Siftery

Siftery Track MVP

A cloud management platform to help organizations discover, optimize, and manage SaaS costs and usage.
Product Designer
May 2017 - Feb 2018
siftery track dashboard image
Overview

About the product

Siftery Track is a SaaS management web application that helps organizations streamline and optimize their internal software spend, utilization, and contract renewals. The product provides finance, IT, and operations teams with a unified tracking system to increase visibility and control of their company's SaaS environments and expenditures. 

My role

As one of the first designers in the Track team, my primary task was to design a new B2B cloud application from scratch. I led the end to end product design process from problem definition to our public launch. I worked directly with the CEO and engineers to help define and execute on a product roadmap that supports Siftery's broader go-to-market initiatives. Track launched in February 2018.

Main tasks

  • Synthesized research findings to generate insights
  • Gathered product requirements and proof of concepts
  • Mapped out user flows and IA
  • Designed interactions and UI components for Track’s core features
  • Led post-launch iterations based on customer data gathered
Challenge

The problem

In 2017, Siftery built an extensive database of over 40,000 software providers and customer adoption trends. Based on the data collected, our Product team found that the number of SaaS tools used by SMB's, mid-market, and enterprise businesses has doubled every year in the last five years. Companies find themselves wasting about $1.2M annually on excess licenses and contracts, paying for unused and underutilized software apps across multiple teams and departments.
Research

Building empathy

Our discovery stage was a quick, high‐intensity effort that allowed us to define project goals and understand our product team's vision. We conducted remote interviews with 26 companies targeting company budget owners.

user research
User research sessions

Target audience

We identified six potential archetypes that we used to facilitate discussions regarding user needs, frustrations, and varying contexts of use from our discovery research. I analyzed responses and extracted behavioral attributes to segment our target audience. We narrowed down our personas to three target archetypes.

Pain points

  • Keeping software expenses up to date is a manual process
  • Users are unaware that they're paying for unused and underutilized licenses
  • Lack of spend visibility makes it difficult to identify areas to cut cost and save
  • Existing contracts often lack the full context of the deal

Design sprint

Concept exploration

At Siftery, we valued speed to production over perfection. To remain agile, I participated in scoping sessions with the CEO and CTO to get alignment on technical estimates and limitations so we can prioritize shipping smaller working features to test our assumptions quickly.

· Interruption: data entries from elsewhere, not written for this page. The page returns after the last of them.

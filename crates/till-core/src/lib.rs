//! # till-core: Pure Query Translation for Till
//!
//! This crate turns structural query descriptors (`where`, `select`,
//! `include`, `orderBy`, `take`/`skip`) into parameterized SQL. It has zero
//! I/O dependencies: nothing here touches a connection.
//!
//! ## Architecture Position
//! ```text
//! ┌─────────────────────────────────────────────────────────────────────────┐
//! │                          Till Architecture                              │
//! │                                                                         │
//! │  ┌─────────────────────────────────────────────────────────────────┐   │
//! │  │                  POS commands (IPC handlers)                    │   │
//! │  │       list_sales, create_sale, void_sale, daily_totals, ...    │   │
//! │  └─────────────────────────────┬───────────────────────────────────┘   │
//! │                                │ FindArgs / Record / AggregateArgs      │
//! │  ┌─────────────────────────────▼───────────────────────────────────┐   │
//! │  │               ★ till-core (THIS CRATE) ★                        │   │
//! │  │                                                                 │   │
//! │  │   ┌───────────┐  ┌───────────┐  ┌───────────┐  ┌───────────┐  │   │
//! │  │   │   value   │  │ predicate │  │projection │  │ relation  │  │   │
//! │  │   │  Value    │  │  Filter   │  │ OrderBy   │  │  Schema   │  │   │
//! │  │   │  Record   │  │  Op       │  │ Page      │  │  Relation │  │   │
//! │  │   │  SqlParam │  │  Fragment │  │ Select    │  │           │  │   │
//! │  │   └───────────┘  └───────────┘  └───────────┘  └───────────┘  │   │
//! │  │                                                                 │   │
//! │  │   NO I/O • NO DATABASE • NO NETWORK • PURE FUNCTIONS           │   │
//! │  └─────────────────────────────┬───────────────────────────────────┘   │
//! │                                │ Statement { sql, params }              │
//! │  ┌─────────────────────────────▼───────────────────────────────────┐   │
//! │  │                    till-db (Execution Layer)                    │   │
//! │  │         SQLite connection, table models, relation resolver      │   │
//! │  └─────────────────────────────────────────────────────────────────┘   │
//! └─────────────────────────────────────────────────────────────────────────┘
//! ```
//!
//! ## Modules
//!
//! - [`value`] - Values, records and the scalar coercion boundary
//! - [`predicate`] - `where` filters and their translation
//! - [`projection`] - `orderBy`, `take`/`skip`, `select`
//! - [`include`] - Include trees for relation resolution
//! - [`relation`] - The relationship registry
//! - [`sql`] - Complete statement builders
//! - [`aggregate`] - Aggregate requests and result reshaping
//! - [`error`] - Translation error types
//!
//! ## Design Principles
//!
//! 1. **Errors Before SQL**: Bad names and unbindable values fail while the
//!    statement is being built, never at the store
//! 2. **Typed Parameters**: Only `SqlParam` can reach a placeholder
//! 3. **Validated Names**: Every identifier spliced into SQL is checked
//!
//! ## Example Usage
//!
//! ```rust
//! use till_core::{sql, Filter, OrderBy, Page};
//!
//! let filter = Filter::from_json(&serde_json::json!({
//!     "status": { "in": ["PENDING", "DONE"] }
//! })).unwrap();
//!
//! let stmt = sql::select(
//!     "orders",
//!     filter.translate().unwrap(),
//!     &OrderBy::new().asc("id"),
//!     &Page::default(),
//! ).unwrap();
//!
//! assert_eq!(stmt.sql, "SELECT * FROM orders WHERE status IN (?, ?) ORDER BY id ASC");
//! assert_eq!(stmt.params.len(), 2);
//! ```

// =============================================================================
// Module Declarations
// =============================================================================

pub mod aggregate;
pub mod args;
pub mod error;
pub mod id;
pub mod ident;
pub mod include;
pub mod predicate;
pub mod projection;
pub mod relation;
pub mod sql;
pub mod value;

// =============================================================================
// Re-exports for Convenience
// =============================================================================

pub use aggregate::{AggregateArgs, CountSpec};
pub use args::FindArgs;
pub use error::{CoreError, CoreResult};
pub use id::generate_id;
pub use ident::validate_ident;
pub use include::{Include, RelationQuery};
pub use predicate::{Filter, Fragment, Op, Predicate};
pub use projection::{Direction, OrderBy, Page, Select};
pub use relation::{Relation, RelationKind, Schema, SchemaBuilder};
pub use sql::{Statement, PRIMARY_KEY};
pub use value::{KeyValue, Record, SqlParam, Value};

// =============================================================================
// Crate-Level Constants
// =============================================================================

/// Default limit on include nesting.
///
/// Stops a self-referential include tree (`category.parent.parent…`) from
/// recursing without bound.
pub const DEFAULT_MAX_INCLUDE_DEPTH: usize = 8;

Our team ran a 2-week workshop to generate as many ideas as possible. The goal is to visualize the longer-term vision while narrowing down our feature list to reduce complexity. We eliminated "nice to have" features that are not technically feasible for early releases by prioritizing high impact and low effort functionalities. I pushed forward an MVP version while keeping in mind the system as a whole.

Team white-boarding sessions
Team whiteboarding sessions

App architecture

Our engineers and developers worked in different time zones (India and Ukraine); not every team member attended our white-boarding sessions. To gain consensus with our teams abroad, I created wireframes and mapped out the app's architecture to help the team visualize where our core features live within the broader system. I reviewed our concept with our data scientist to determine whether we have sufficient data we intended to display.

Sign-up and user onboarding flow
IA structure for admin dashboard

Design critique and feedback

Once we finished tweaking our IA, I started pushing out prototypes on Figma to We continued to iterate and challenge our assumptions in order to ship a solution that is efficient, intuitive, and feasible.

Concept iteration for dashboard and onboarding flow
Concept iteration for account syncing
Concept iteration for transaction mapping
Concept iteration for application catalog

Design

Interaction design

Directly integrate financial systems and SSO platforms
Map unknown transactions to vendors
Automatic SaaS discovery and visibility

Ship it

Modular design

I worked with our visual designer to develop a common visual language used across Siftery Discover and Track platform. We decided to keep our branding colors and type scales the same as Siftery's Discover platform to maintain consistency. We wanted to ensure that our design components can scale as the product grew in complexity, so we further revised our system library and prioritized reusing existing components to speed up production.

Concept iteration for application catalog

Launch

#2 Product of the Day on Producthunt

In February 2018, we had finally released Track to the public and increased our user growth and adoption. The work doesn't stop here as we continued to gather customer feedback on feature requests and improvements. I continued to polish the design and made improvements to functional details.

Impact

Producthunt launch in February 2018

Reflections

Designing through ambiguity

It was an honor to have worked on a product from the bottom up - seeing our team's hard work come to life was a fulfilling experience that taught me a lot as a designer. I learned that there is not always a perfect solution to building a product, sometimes we need to (as my CEO has always taught me) to ship fast so we can gather insightful data to get one step closer to clarity.